Start of DATA PROVIDED
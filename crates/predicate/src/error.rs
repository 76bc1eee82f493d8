//! Error types for the predicate compiler.
//!
//! Compilation fails for exactly two families of reasons: a *defect* in the
//! criteria handed to the compiler (something the upstream parser should have
//! rejected), or a collaborator failure (identity lookup, index store,
//! cancellation). An empty result is never an error; it compiles to a
//! predicate that matches nothing or everything.

// Error enum variant fields are self-documenting via their #[error(...)] messages
#![allow(missing_docs)]

use thiserror::Error;

use crate::search::SearchParameterStatus;
use crate::tenant::TenantId;
use crate::types::SearchParamType;

/// The primary error type for predicate compilation.
#[derive(Error, Debug)]
pub enum PredicateError {
    /// Criteria that violate the declared parameter contract
    #[error(transparent)]
    Defect(#[from] DefectError),

    /// Chained and reverse-chained traversal errors
    #[error(transparent)]
    Chain(#[from] ChainError),

    /// The caller cancelled the compilation
    #[error("predicate compilation cancelled")]
    Cancelled,

    /// Collaborator failures
    #[error(transparent)]
    Backend(#[from] BackendError),
}

impl PredicateError {
    /// Returns true if this error is an internal defect rather than an
    /// environmental failure.
    pub fn is_defect(&self) -> bool {
        matches!(self, PredicateError::Defect(_))
    }

    /// Returns true if compilation was aborted by cancellation.
    pub fn is_cancelled(&self) -> bool {
        matches!(self, PredicateError::Cancelled)
    }
}

/// Fatal defects in the criteria supplied to the compiler.
///
/// These are never recoverable at this layer. Each message names the offending
/// parameter, the offending modifier or comparator, and what would have been
/// legal instead.
#[derive(Error, Debug, Clone, PartialEq, Eq)]
pub enum DefectError {
    /// Modifier not legal for the parameter.
    #[error(
        "unsupported modifier ':{modifier}' on {param_type} parameter '{parameter}' (allowed: {})",
        list_or_none(.allowed)
    )]
    UnsupportedModifier {
        parameter: String,
        param_type: SearchParamType,
        modifier: String,
        allowed: Vec<String>,
    },

    /// Parameter whose status does not allow searching.
    #[error("parameter '{parameter}' is {status} and cannot be searched (allowed: active)")]
    ParameterNotUsable {
        parameter: String,
        status: SearchParameterStatus,
    },

    /// Comparator prefix not legal for the parameter.
    #[error(
        "unsupported comparator '{prefix}' on {param_type} parameter '{parameter}' (allowed: {})",
        list_or_none(.allowed)
    )]
    UnsupportedPrefix {
        parameter: String,
        param_type: SearchParamType,
        prefix: String,
        allowed: Vec<String>,
    },

    /// No value supplied outside the Missing branch.
    #[error(
        "parameter '{parameter}' has no value; a value is required unless ':missing' is used"
    )]
    MissingValue { parameter: String },

    /// Comparator combined with the Missing modifier.
    #[error(
        "comparator '{prefix}' cannot be combined with ':missing' on parameter '{parameter}' (allowed: true, false)"
    )]
    ComparatorOnMissing { parameter: String, prefix: String },

    /// A numeric value whose implied precision cannot be represented.
    #[error("malformed numeric scale for parameter '{parameter}': {value} (maximum scale {max_scale})")]
    InvalidScale {
        parameter: String,
        value: String,
        max_scale: u32,
    },

    /// A value whose shape does not match the declared parameter type.
    #[error("parameter '{parameter}' is declared {expected} but received a {found} value")]
    ValueTypeMismatch {
        parameter: String,
        expected: SearchParamType,
        found: String,
    },

    /// Modifier on a composite criterion.
    #[error(
        "modifier ':{modifier}' is not allowed on composite parameter '{parameter}' (allowed: none)"
    )]
    ModifierOnComposite { parameter: String, modifier: String },

    /// Chain or reverse chain through a non-reference parameter.
    #[error("parameter '{parameter}' is declared {param_type}; only reference parameters can be chained")]
    NotAReference {
        parameter: String,
        param_type: SearchParamType,
    },

    /// Resource type unknown to the resource type registry.
    #[error("unknown resource type '{resource_type}'")]
    UnknownResourceType { resource_type: String },

    /// Chain target not among the parameter's declared targets.
    #[error(
        "parameter '{parameter}' cannot reference '{target_type}' (allowed: {})",
        list_or_none(.allowed)
    )]
    InvalidChainTarget {
        parameter: String,
        target_type: String,
        allowed: Vec<String>,
    },

    /// Reference parameter that does not belong to the reverse-chain source type.
    #[error("parameter '{parameter}' is not defined on '{source_type}' (defined on: {})", list_or_none(.allowed))]
    ParameterNotOnType {
        parameter: String,
        source_type: String,
        allowed: Vec<String>,
    },
}

/// Errors raised while traversing chains.
#[derive(Error, Debug, Clone, PartialEq, Eq)]
pub enum ChainError {
    /// Forward chain longer than the configured maximum.
    #[error("chain depth {depth} exceeds maximum of {max} at parameter '{parameter}'")]
    MaxDepthExceeded {
        parameter: String,
        depth: usize,
        max: usize,
    },

    /// `_has` chain longer than the configured maximum.
    #[error("reverse chain depth {depth} exceeds maximum of {max} at '{source_type}:{parameter}'")]
    MaxReverseDepthExceeded {
        source_type: String,
        parameter: String,
        depth: usize,
        max: usize,
    },

    /// Chain link that carries no remote criteria.
    #[error("chained parameter '{parameter}' has no criteria for '{target_type}'")]
    EmptyChain {
        parameter: String,
        target_type: String,
    },
}

/// Collaborator failures.
#[derive(Error, Debug)]
pub enum BackendError {
    /// The server identity could not be resolved for a tenant.
    #[error("server identity unavailable for tenant {tenant_id}: {message}")]
    IdentityUnavailable { tenant_id: TenantId, message: String },

    /// The index store failed a sub-query.
    #[error("index store error in {store_name}: {message}")]
    Store {
        store_name: String,
        message: String,
        #[source]
        source: Option<Box<dyn std::error::Error + Send + Sync>>,
    },

    /// Malformed index data encountered while evaluating.
    #[error("invalid index data for {resource_type}/{resource_id}: {message}")]
    InvalidIndexData {
        resource_type: String,
        resource_id: String,
        message: String,
    },
}

/// Result type alias for compilation.
pub type PredicateResult<T> = Result<T, PredicateError>;

fn list_or_none(values: &[String]) -> String {
    if values.is_empty() {
        "none".to_string()
    } else {
        values.join(", ")
    }
}
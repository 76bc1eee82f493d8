//! Helios FHIR Server Search Predicate Compiler
//!
//! This crate turns parsed FHIR search criteria into one composable boolean
//! predicate over the record-version index. Storage backends consume the
//! predicate as a filter; this crate never reads or writes resources itself.
//!
//! # Features
//!
//! - **All indexed types**: date, number, quantity, token, string, uri and
//!   reference criteria, each with the comparators and modifiers FHIR allows
//! - **Window semantics**: dates match by interval overlap, numbers and
//!   quantities by the tolerance band implied by their precision, composed
//!   with comparators stored on the index row
//! - **Chains**: composite criteria, forward chains and `_has` reverse chains,
//!   with explicit depth limits
//! - **Introspectable output**: the result is a small AST that can be
//!   rendered, serialized, rewritten and evaluated
//! - **Cancellation**: every async step honours the caller's token
//!
//! # Architecture
//!
//! - [`types`] - Criteria, search values and index row shapes
//! - [`search`] - Search parameter metadata and the resource type registry
//! - [`predicate`] - The predicate AST, its evaluation and rewrite passes
//! - [`compiler`] - The orchestrator and one handler per parameter type
//! - [`tenant`] - Tenant, server identity cache and request context
//! - [`store`] - The index store collaborator used to resolve chains
//! - [`config`] - Compiler configuration
//! - [`error`] - Error types
//!
//! # Quick Start
//!
//! ```
//! use helios_predicate::predicate::Predicate;
//! use helios_predicate::types::{
//!     DateValue, IndexEntry, IndexRow, RecordVersion, SearchParamId,
//! };
//! use helios_predicate::compiler::DateHandler;
//! use helios_predicate::search::SearchParameterDefinition;
//! use helios_predicate::types::{IndexTable, SearchParamType};
//!
//! let date = SearchParameterDefinition::new(
//!     "http://hl7.org/fhir/SearchParameter/clinical-date",
//!     "date",
//!     SearchParamType::Date,
//!     "Observation.effective",
//! );
//!
//! // "2023" covers the whole year.
//! let condition = DateHandler::build(&date, &DateValue::parse("2023").unwrap()).unwrap();
//! let predicate = Predicate::exists(IndexTable::Date, date.id(), condition);
//!
//! let june = DateValue::parse("2023-06-01").unwrap().instant;
//! let entries = vec![IndexEntry {
//!     record: RecordVersion::new("Observation", "o1", 1),
//!     param_id: SearchParamId::new("http://hl7.org/fhir/SearchParameter/clinical-date"),
//!     row: IndexRow::Date { low: june, high: june },
//! }];
//! assert!(predicate.matches("o1", &entries));
//! ```

#![warn(missing_docs)]
#![warn(rustdoc::missing_crate_level_docs)]

pub mod compiler;
pub mod config;
pub mod error;
pub mod predicate;
pub mod search;
pub mod store;
pub mod tenant;
pub mod types;

// Re-export commonly used types at crate root
pub use compiler::PredicateCompiler;
pub use config::{CompilerConfig, ConfigError};
pub use error::{BackendError, ChainError, DefectError, PredicateError, PredicateResult};
pub use predicate::Predicate;
pub use store::{InMemoryIndexStore, IndexStore};
pub use tenant::{IdentityCache, SearchContext, ServerIdentity, TenantId};
pub use types::Criterion;

/// Crate version.
pub const VERSION: &str = env!("CARGO_PKG_VERSION");

/// Crate name.
pub const NAME: &str = env!("CARGO_PKG_NAME");
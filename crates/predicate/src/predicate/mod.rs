//! The compiled predicate and the operations on it.
//!
//! - [`ast`] - [`Predicate`] over record versions and [`RowCondition`] over rows
//! - [`eval`] - evaluation over in-memory index rows
//! - [`display`] - SQL-like rendering
//! - [`rewrite`] - the reference-set rewrite pass

pub mod ast;
pub mod display;
pub mod eval;
pub mod rewrite;

pub use ast::{CompareOp, Field, Operand, Predicate, RowCondition, RowMatch};
pub use rewrite::{collapse_alternatives, collapse_reference_sets};
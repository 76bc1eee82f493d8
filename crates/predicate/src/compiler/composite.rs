//! Composite criteria: OR across value groups, AND within a group.

use crate::error::PredicateResult;
use crate::predicate::Predicate;
use crate::types::{Criterion, SearchValue};

use super::{Compilation, Depth, PredicateCompiler, value_mismatch};

pub(super) async fn compile(
    compiler: &PredicateCompiler,
    run: &Compilation<'_>,
    resource_type: &str,
    criterion: &Criterion,
    depth: Depth,
) -> PredicateResult<Predicate> {
    let mut groups = Vec::with_capacity(criterion.values.len());
    for value in &criterion.values {
        let SearchValue::Composite(group) = value else {
            return Err(value_mismatch(&criterion.parameter, value).into());
        };
        groups.push(
            compiler
                .compile_criteria(run, resource_type, &group.criteria, depth)
                .await?,
        );
    }
    Ok(Predicate::or(groups))
}
//! Tenant, identity and request context.
//!
//! # Core Types
//!
//! - [`TenantId`] - Opaque tenant identifier
//! - [`ServerIdentity`] - The canonical base URL that makes a reference local
//! - [`IdentityProvider`], [`IdentityCache`] - Async, cached identity lookup
//! - [`SearchContext`] - Tenant, identity override, cancellation and tracing
//!   data for one compilation
//!
//! Multi-tenant deployments either give every tenant its own identity through
//! the provider, or pass the identity explicitly on the context; the cache is
//! only consulted when the context carries none.

mod context;
mod id;
mod identity;

pub use context::SearchContext;
pub use id::{DEFAULT_TENANT, TenantId};
pub use identity::{
    IdentityCache, IdentityProvider, ServerIdentity, StaticIdentityProvider, normalize_base,
};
End of DATA PROVIDED
Look back at the data above. Transcribe exactly the lines starting at the line that contains "pub use types::Criterion;" and ending at the line that contains "filename crates/predicate/src/compiler/composite.rs".

pub use types::Criterion;

/// Crate version.
pub const VERSION: &str = env!("CARGO_PKG_VERSION");

/// Crate name.
pub const NAME: &str = env!("CARGO_PKG_NAME");
filename crates/predicate/src/predicate/mod.rs
//! The compiled predicate and the operations on it.
//!
//! - [`ast`] - [`Predicate`] over record versions and [`RowCondition`] over rows
//! - [`eval`] - evaluation over in-memory index rows
//! - [`display`] - SQL-like rendering
//! - [`rewrite`] - the reference-set rewrite pass

pub mod ast;
pub mod display;
pub mod eval;
pub mod rewrite;

pub use ast::{CompareOp, Field, Operand, Predicate, RowCondition, RowMatch};
pub use rewrite::{collapse_alternatives, collapse_reference_sets};
repository 76bc1eee82f493d8
filename crates/predicate/src/compiler/composite.rs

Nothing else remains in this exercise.